→ REQUIREMENT
From the records below, copy each line that has the word "trim" in it.

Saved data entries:
--- START ---

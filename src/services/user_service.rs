use crate::models::user::{ProfileUpdate, User, UserProfile, DEFAULT_AVATAR_URI};
use crate::repositories::{user_repository::UserRepository, RepositoryError};
use crate::services::credentials;
use std::sync::Arc;

#[derive(Debug, thiserror::Error)]
pub enum UserServiceError {
    #[error("Invalid email address")]
    InvalidEmail,
    #[error("Name must not be empty")]
    InvalidName,
    #[error("Password must not be empty")]
    EmptyPassword,
    #[error("No fields to update")]
    EmptyUpdate,
    #[error("Email already registered")]
    EmailTaken,
    #[error("User not found")]
    UserNotFound,
    #[error("Invalid credentials")]
    InvalidCredentials,
    #[error("Invalid old password")]
    InvalidOldPassword,
    #[error("{0}")]
    HashingError(#[from] credentials::HashingError),
    #[error("Repository error: {0}")]
    RepositoryError(#[from] RepositoryError),
}

pub struct RegisterRequest {
    pub name: String,
    pub email: String,
    pub password: String,
    pub avatar_uri: Option<String>,
}

pub struct LoginRequest {
    pub email: String,
    pub password: String,
}

pub struct ChangePasswordRequest {
    pub user_id: i64,
    pub old_password: String,
    pub new_password: String,
}

pub struct UserService {
    repository: Arc<dyn UserRepository>,
}

impl UserService {
    pub fn new(repository: Arc<dyn UserRepository>) -> Self {
        Self { repository }
    }

    pub async fn register(&self, request: RegisterRequest) -> Result<User, UserServiceError> {
        if request.name.trim().is_empty() {
            return Err(UserServiceError::InvalidName);
        }
        self.validate_email(&request.email)?;
        if request.password.is_empty() {
            return Err(UserServiceError::EmptyPassword);
        }

        if self.repository.find_by_email(&request.email).await?.is_some() {
            return Err(UserServiceError::EmailTaken);
        }

        let password_hash = credentials::hash_password_blocking(&request.password).await?;
        let avatar_uri = request.avatar_uri.as_deref().unwrap_or(DEFAULT_AVATAR_URI);

        // A concurrent registration can still win the race to the unique index
        match self
            .repository
            .create_user(&request.name, &request.email, &password_hash, avatar_uri)
            .await
        {
            Ok(user) => Ok(user),
            Err(RepositoryError::AlreadyExists) => Err(UserServiceError::EmailTaken),
            Err(e) => Err(UserServiceError::RepositoryError(e)),
        }
    }

    pub async fn authenticate(&self, request: LoginRequest) -> Result<User, UserServiceError> {
        let user = self
            .repository
            .find_by_email(&request.email)
            .await?
            .ok_or(UserServiceError::InvalidCredentials)?;

        if !credentials::verify_password_blocking(&request.password, &user.password_hash).await {
            return Err(UserServiceError::InvalidCredentials);
        }

        if credentials::needs_rehash(&user.password_hash) {
            self.upgrade_digest(&user, &request.password).await;
        }

        Ok(user)
    }

    async fn upgrade_digest(&self, user: &User, password: &str) {
        let upgraded = match credentials::hash_password_blocking(password).await {
            Ok(hash) => hash,
            Err(e) => {
                tracing::warn!("Could not rehash legacy digest for user {}: {}", user.id, e);
                return;
            }
        };

        match self.repository.update_password(user.id, &upgraded).await {
            Ok(()) => tracing::info!("Upgraded legacy password digest for user {}", user.id),
            Err(e) => tracing::warn!("Failed to store upgraded digest for user {}: {}", user.id, e),
        }
    }

    pub async fn find_user_by_email(&self, email: &str) -> Result<Option<User>, UserServiceError> {
        Ok(self.repository.find_by_email(email).await?)
    }

    pub async fn find_user_by_id(&self, id: i64) -> Result<Option<User>, UserServiceError> {
        Ok(self.repository.find_by_id(id).await?)
    }

    pub async fn get_profile(&self, email: &str) -> Result<UserProfile, UserServiceError> {
        self.repository
            .find_by_email(email)
            .await?
            .map(UserProfile::from)
            .ok_or(UserServiceError::UserNotFound)
    }

    pub async fn list_users(
        &self,
        limit: Option<i64>,
        offset: Option<i64>,
    ) -> Result<Vec<User>, UserServiceError> {
        Ok(self.repository.list_users(limit, offset).await?)
    }

    pub async fn update_profile(
        &self,
        user_id: i64,
        update: ProfileUpdate,
    ) -> Result<(), UserServiceError> {
        if update.is_empty() {
            return Err(UserServiceError::EmptyUpdate);
        }
        if matches!(&update.name, Some(name) if name.trim().is_empty()) {
            return Err(UserServiceError::InvalidName);
        }

        match self.repository.update_profile(user_id, &update).await {
            Ok(()) => Ok(()),
            Err(RepositoryError::NotFound) => Err(UserServiceError::UserNotFound),
            Err(e) => Err(UserServiceError::RepositoryError(e)),
        }
    }

    /// Requires the current password. An unknown user is reported the same
    /// way as a wrong password.
    pub async fn change_password(
        &self,
        request: ChangePasswordRequest,
    ) -> Result<(), UserServiceError> {
        let user = self
            .repository
            .find_by_id(request.user_id)
            .await?
            .ok_or(UserServiceError::InvalidOldPassword)?;

        let verified =
            credentials::verify_password_blocking(&request.old_password, &user.password_hash).await;
        if !verified {
            return Err(UserServiceError::InvalidOldPassword);
        }

        self.set_password(user.id, &request.new_password).await
    }

    /// Replaces the stored digest without checking the old password.
    pub async fn set_password(&self, user_id: i64, new_password: &str) -> Result<(), UserServiceError> {
        if new_password.is_empty() {
            return Err(UserServiceError::EmptyPassword);
        }

        let password_hash = credentials::hash_password_blocking(new_password).await?;

        match self
            .repository
            .update_password(user_id, &password_hash)
            .await
        {
            Ok(()) => Ok(()),
            Err(RepositoryError::NotFound) => Err(UserServiceError::UserNotFound),
            Err(e) => Err(UserServiceError::RepositoryError(e)),
        }
    }

    pub async fn delete_user(&self, id: i64) -> Result<(), UserServiceError> {
        match self.repository.delete_user(id).await {
            Ok(()) => Ok(()),
            Err(RepositoryError::NotFound) => Err(UserServiceError::UserNotFound),
            Err(e) => Err(UserServiceError::RepositoryError(e)),
        }
    }

    fn validate_email(&self, email: &str) -> Result<(), UserServiceError> {
        if !email.contains('@') || email.len() > 255 || email.is_empty() {
            return Err(UserServiceError::InvalidEmail);
        }
        Ok(())
    }
}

--- END ---

→ EXERCISE ANSWER
        if request.name.trim().is_empty() {
        if matches!(&update.name, Some(name) if name.trim().is_empty()) {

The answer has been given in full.